Research has determined that the number one reason many people still don’t shop on the Internet is the fear that their personal information, including their credit card numbers, could fall into the hands of website hackers. Well, I can’t say it hasn’t happened in the past, there has been a lot of fraud on the Internet. As time matures, state and federal laws have materialized to protect consumers and banks have initiated policies that protect consumers that are victims of credit card fraud.
Still with all the safeguards and recourse currently available to consumers, its not so much the damage to their wallets that worries consumers about online shopping (as many card issuers promise zero liability for any online purchases) it’s the potential damage and subsequent loss to the consumers integrity and reputation. It is a time consuming affair to sort out the mess to one’s consumer report and the agony does fall upon the consumers shoulders to fix the mess when one is a victim of identity theft.
Still there are measures to take and some common sense fraud avoidance tips that minimize online fraud. Checking web based and card issued privacy policies is prudent. Make sure transactions are handled in a secure or encrypted environment. Looking for trustworthy symbols such as the BBB or Trust-e emblem symbols is wise. Consumers should steer clear of Email offers; check their credit card statements routinely for suspicious transactions and shred pre-approved credit offers or other documents containing personal information before throwing them out.
Still worried? Consider a virtual credit card (VCC, virtual card or single use card) which offers online shoppers and added layer of security. These card numbers once issued expire within one to three months and are only good on the website where one makes a personal purchase. A random card number is provided to that web address making it completely useless to a hacker as they can’t take that card number anywhere else. The transaction gets completed and the consumer and bank is the only people who know the 16 pin issued number.

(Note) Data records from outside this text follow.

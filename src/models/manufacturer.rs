use serde::{Deserialize, Serialize};
use sqlx::FromRow;

use super::product::{Moderation, ProductWithRanking};

#[derive(Debug, Clone, Serialize, Deserialize, FromRow)]
#[serde(rename_all = "camelCase")]
pub struct Manufacturer {
    pub id: String,
    pub shop_id: Option<String>,
    pub slug: Option<String>,
    pub tradinta_id: Option<String>,
    pub shop_name: String,
    pub logo_url: Option<String>,
    pub rating: f64,
    pub review_count: i64,
    pub created_at: i64,
}

/// Review totals across one manufacturer's products
#[derive(Debug, Clone, FromRow)]
pub struct ManufacturerRatingInput {
    pub manufacturer_id: String,
    pub review_count: i64,
    pub weighted_sum: f64,
}

impl Manufacturer {
    /// Map into the shared ranked shape used by entity lookup
    pub fn into_ranked(self) -> ProductWithRanking {
        ProductWithRanking {
            id: self.id.clone(),
            name: self.shop_name,
            slug: self.slug.or(self.shop_id),
            description: None,
            price: None,
            category: None,
            subcategory: None,
            manufacturer_id: Some(self.id),
            image_url: self.logo_url,
            rating: self.rating,
            review_count: self.review_count,
            trad_rank: self.rating,
            moderation: Moderation {
                status: "active".to_string(),
                is_visible: true,
                flags: Vec::new(),
            },
        }
    }
}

These virtual cards are currently issued to holders of Citi, Discover and NBNA cards and were specifically designed to enhance the peace of mind for consumers concerned about credit card fraud. The system process differs slightly for each card but their principle purpose is the same. To get a virtual card consumer’s sign up for it at their credit cards website; this then provides a means to download security software onto their personal computer. When the consumer is ready to shop, they receive a randomly generated card number they can use at their selected online store.
These cards were specifically designed for Internet shopping but their uses have been expanded to allow consumers to make goods or services purchases through the mail and via phone. There are limitations to the virtual cards use as they can not be used at a brick and mortar establishment that require the traditional plastic card. Additionally a virtual card could not be used for purchases that require a credit card to be produced at the time of product pick-up such as for a rental car or theater tickets.

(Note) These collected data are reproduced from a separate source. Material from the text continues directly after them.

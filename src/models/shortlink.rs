use serde::{Deserialize, Serialize};
use sqlx::FromRow;

#[derive(Debug, Clone, Serialize, Deserialize, FromRow)]
pub struct Shortlink {
    pub id: String,
    pub destination_url: Option<String>,
    pub partner_id: Option<String>,
    pub campaign: Option<String>,
    pub click_count: i64,
    pub created_at: i64,
}

#[derive(Debug, Deserialize)]
pub struct CreateShortlinkRequest {
    pub destination_url: String,
    pub partner_id: Option<String>,
    pub campaign: Option<String>,
    pub custom_code: Option<String>,
}

/// One redirect resolution. Written once, never updated.
#[derive(Debug, Clone, Serialize, Deserialize, FromRow)]
pub struct LinkClickEvent {
    pub id: String,
    pub partner_id: Option<String>,
    pub target_url: String,
    /// Absent for legacy `/track` links
    pub shortlink_id: Option<String>,
    pub campaign: Option<String>,
    pub timestamp: i64,
    pub user_agent: Option<String>,
}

The virtual credit card has only been around about six years and its use has not gained wide spread popularity. However the card availability has not actually been aggressively promoted to the general public concerned about computer security. Is the card really necessary? One could say it is about as relative as any security measure one is willing to take. It is simply an additional layer of security one can implement to protect themselves or provide an added peace of mind.